Bless you for fighting so hard. We lost Oz (the tabby in my avatar) at about that age - steroids helped for a while - but you and your kitty are still fighting and I hope and pray for a different outcome.


----------



## jking (Feb 22, 2014)

I am so happy to see this update! I am continuing to pray for you and Simba!


----------



## Jenny bf (Jul 13, 2013)

That's great to hear he is putting up a fight as that at least shows he has the will and energy. Keeping our fingers and paws crossed here


----------



## Mochas Mommy (Dec 9, 2013)

Well.....it isn't cancer. But I have a feeling we went from one death sentence to another...and a worse one. The lab says it is FIP and recommend another test, Having read about other kitties on here with FIP, I am scared for my Simba now...and my other Puddies, especially Meli.


----------



## TranquilityBlue (Nov 13, 2014)

I'm so sorry to hear that. Please know that you're in my thoughts at this difficult time.


----------



## jking (Feb 22, 2014)

Oh no! I am so sorry to hear this  I really hope they are wrong. I went through this with Echo and it was heart breaking  I'll have to look back on my notes but one thing I remember is that there wasn't a specific test for it, but there were tests that could indicate it. I am praying that Simba has something else and not FIP.


----------



## 10cats2dogs (Jun 16, 2013)

Ah jeeze Carrie...
I'm praying now, that it's NOT that either...

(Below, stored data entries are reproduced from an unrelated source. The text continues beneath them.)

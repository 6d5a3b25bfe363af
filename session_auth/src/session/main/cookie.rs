use http::header::{COOKIE, HeaderMap, HeaderValue, SET_COOKIE};

use crate::session::config::{SESSION_COOKIE_NAME, SESSION_COOKIE_SECURE};
use crate::session::errors::SessionError;
use crate::session::types::SessionConfig;

/// Find the session cookie in the request headers
///
/// Returns `Ok(None)` when there is no cookie header or no session cookie in it.
pub fn session_id_from_headers(headers: &HeaderMap) -> Result<Option<&str>, SessionError> {
    let cookie_name = SESSION_COOKIE_NAME.as_str();

    for cookie_header in headers.get_all(COOKIE) {
        let cookie_str = cookie_header.to_str().map_err(|e| {
            tracing::error!("Invalid cookie header: {}", e);
            SessionError::HeaderError("Invalid cookie header".to_string())
        })?;

        let session_id = cookie_str.split(';').map(|s| s.trim()).find_map(|s| {
            let mut parts = s.splitn(2, '=');
            match (parts.next(), parts.next()) {
                (Some(k), Some(v)) if k == cookie_name => Some(v),
                _ => None,
            }
        });

        if session_id.is_some() {
            return Ok(session_id);
        }
    }

    tracing::debug!("No session cookie '{}' found in cookies", cookie_name);
    Ok(None)
}

/// Append a `Set-Cookie` header carrying `session_id`
///
/// The cookie gets a `Max-Age` matching the configured expiry, and is a browser-session
/// cookie when sessions never expire. `Secure` follows `SESSION_COOKIE_SECURE`.
pub fn set_session_cookie(
    headers: &mut HeaderMap,
    session_id: &str,
    config: &SessionConfig,
) -> Result<(), SessionError> {
    let max_age = config.effective_expiry().map(|d| d.num_seconds());
    append_cookie(headers, session_id, max_age)
}

/// Append a `Set-Cookie` header that removes the session cookie
pub fn clear_session_cookie(headers: &mut HeaderMap) -> Result<(), SessionError> {
    append_cookie(headers, "", Some(0))
}

fn append_cookie(
    headers: &mut HeaderMap,
    value: &str,
    max_age: Option<i64>,
) -> Result<(), SessionError> {
    let cookie = cookie_string(
        SESSION_COOKIE_NAME.as_str(),
        value,
        max_age,
        *SESSION_COOKIE_SECURE,
    );

    let header_value = HeaderValue::from_str(&cookie)
        .map_err(|_| SessionError::HeaderError("Failed to build cookie header".to_string()))?;
    headers.append(SET_COOKIE, header_value);
    Ok(())
}

fn cookie_string(name: &str, value: &str, max_age: Option<i64>, secure: bool) -> String {
    let mut cookie = format!("{name}={value}; SameSite=Lax; HttpOnly; Path=/");
    if secure {
        cookie.push_str("; Secure");
    }
    if let Some(max_age) = max_age {
        cookie.push_str(&format!("; Max-Age={max_age}"));
    }
    cookie
}

#[cfg(test)]
mod tests {
    use super::*;

    fn cookie_name() -> &'static str {
        SESSION_COOKIE_NAME.as_str()
    }

    #[test]
    fn test_session_id_from_headers_found() {
        // Given a cookie header with several cookies including the session cookie
        let mut headers = HeaderMap::new();
        headers.insert(
            COOKIE,
            HeaderValue::from_str(&format!("theme=dark; {}=abc123; lang=en", cookie_name()))
                .unwrap(),
        );

        // Then the session id is extracted
        let id = session_id_from_headers(&headers).unwrap();
        assert_eq!(id, Some("abc123"));
    }

    #[test]
    fn test_session_id_from_headers_missing() {
        let headers = HeaderMap::new();
        assert_eq!(session_id_from_headers(&headers).unwrap(), None);

        let mut headers = HeaderMap::new();
        headers.insert(COOKIE, HeaderValue::from_static("theme=dark"));
        assert_eq!(session_id_from_headers(&headers).unwrap(), None);
    }

    #[test]
    fn test_session_id_from_second_cookie_header() {
        let mut headers = HeaderMap::new();
        headers.append(COOKIE, HeaderValue::from_static("theme=dark"));
        headers.append(
            COOKIE,
            HeaderValue::from_str(&format!("{}=xyz", cookie_name())).unwrap(),
        );
        assert_eq!(session_id_from_headers(&headers).unwrap(), Some("xyz"));
    }

    #[test]
    fn test_session_id_from_headers_non_ascii() {
        let mut headers = HeaderMap::new();
        headers.insert(COOKIE, HeaderValue::from_bytes(b"name=\xff").unwrap());
        assert!(matches!(
            session_id_from_headers(&headers),
            Err(SessionError::HeaderError(_))
        ));
    }

    #[test]
    fn test_cookie_string_secure_flag() {
        let secure = cookie_string("sid", "abc", Some(60), true);
        assert_eq!(
            secure,
            "sid=abc; SameSite=Lax; HttpOnly; Path=/; Secure; Max-Age=60"
        );

        let plain = cookie_string("sid", "abc", None, false);
        assert_eq!(plain, "sid=abc; SameSite=Lax; HttpOnly; Path=/");
        assert!(!plain.contains("Secure"));
    }

    #[test]
    fn test_set_session_cookie_with_expiry() {
        let mut headers = HeaderMap::new();
        set_session_cookie(&mut headers, "abc", &SessionConfig::from_seconds(60)).unwrap();

        let value = headers.get(SET_COOKIE).unwrap().to_str().unwrap();
        assert!(value.starts_with(&format!("{}=abc;", cookie_name())));
        assert!(value.contains("HttpOnly"));
        assert!(value.contains("Max-Age=60"));
    }

    #[test]
    fn test_set_session_cookie_without_expiry() {
        let mut headers = HeaderMap::new();
        set_session_cookie(&mut headers, "abc", &SessionConfig::new()).unwrap();

        let value = headers.get(SET_COOKIE).unwrap().to_str().unwrap();
        assert!(!value.contains("Max-Age"));
    }

    #[test]
    fn test_clear_session_cookie() {
        let mut headers = HeaderMap::new();
        clear_session_cookie(&mut headers).unwrap();

        let value = headers.get(SET_COOKIE).unwrap().to_str().unwrap();
        assert!(value.starts_with(&format!("{}=;", cookie_name())));
        assert!(value.contains("Max-Age=0"));
    }
}
use async_trait::async_trait;
use std::sync::Arc;

use crate::storage::data_store::DataStore;
use crate::storage::errors::StorageError;
use crate::storage::types::StoredSession;

use super::postgres::*;
use super::sqlite::*;
use super::types::{SessionStore, SqlSessionStore};

impl SqlSessionStore {
    pub fn new(store: Arc<dyn DataStore>) -> Self {
        tracing::info!("Creating new SQL session store");
        Self { store }
    }

    fn unsupported() -> StorageError {
        StorageError::Storage("Unsupported database type".to_string())
    }
}

#[async_trait]
impl SessionStore for SqlSessionStore {
    async fn init(&self) -> Result<(), StorageError> {
        match (self.store.as_sqlite(), self.store.as_postgres()) {
            (Some(pool), _) => {
                create_session_table_sqlite(pool).await?;
                validate_session_table_sqlite(pool).await
            }
            (_, Some(pool)) => {
                create_session_table_postgres(pool).await?;
                validate_session_table_postgres(pool).await
            }
            _ => Err(Self::unsupported()),
        }
    }

    async fn put_if_absent(&self, session: StoredSession) -> Result<bool, StorageError> {
        if let Some(pool) = self.store.as_sqlite() {
            insert_session_sqlite(pool, &session).await
        } else if let Some(pool) = self.store.as_postgres() {
            insert_session_postgres(pool, &session).await
        } else {
            Err(Self::unsupported())
        }
    }

    async fn get(&self, session_id: &str) -> Result<Option<StoredSession>, StorageError> {
        if let Some(pool) = self.store.as_sqlite() {
            get_session_sqlite(pool, session_id).await
        } else if let Some(pool) = self.store.as_postgres() {
            get_session_postgres(pool, session_id).await
        } else {
            Err(Self::unsupported())
        }
    }

    async fn remove(&self, session_id: &str) -> Result<bool, StorageError> {
        if let Some(pool) = self.store.as_sqlite() {
            delete_session_sqlite(pool, session_id).await
        } else if let Some(pool) = self.store.as_postgres() {
            delete_session_postgres(pool, session_id).await
        } else {
            Err(Self::unsupported())
        }
    }
}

I remember what Howsefrau went through trying to get her Special Sock hunting kitty boy, diagnosed CORRECTLY! 
They thought he might have to go to the Bridge...
But he was finally diagnosed correctly, AND did have a blockage, so surgery was done...after weeks/months went by, and her poor boy just slowly wasting away...

An E-Vet might be an idea, don't tell them what you think it is, let them do the testing!
Oftentimes, E-Vets seem to think 'Outside' the box, since they do deal with so many emergencies. 

The other thing, could you get him to a good veterinary college?
I know both LaurieF, and Doodlebug have recommended those places, when there's been something mysterious going on, they usually have all the special equipment, that most normal vets don't have....

More Healing Prayers for Simba, and a Ton of HUGS for you,
If Simba's still fighting, follow his lead...AND fight for him, against imbecilic two leggeds, that don't seem 'to get it'! (Some vets).
Prayers for ALL of you, 
Sharon


----------



## marie73 (Jul 12, 2006)

Kind of makes me wonder why he had to be rehomed so desperately when you adopted him. 



> He is only 10 weeks old, but needed a good home ASAP...


 A responsible breeder would have kept him 12-16 weeks.


----------



## DebS (Jun 14, 2015)

I agree with Sharon....fight the good fight for your boy!


----------



## zuma (Nov 5, 2009)

I would look at Canada West in Bby if you haven't already MM. I've been impressed with their specialists time and again. 

I really, really hope it's not FIP. I was also under the impression that there is no test for it, but I've never dealt with it. Sending more good vibes your way!


----------



## Mandy and Ellie (Oct 22, 2013)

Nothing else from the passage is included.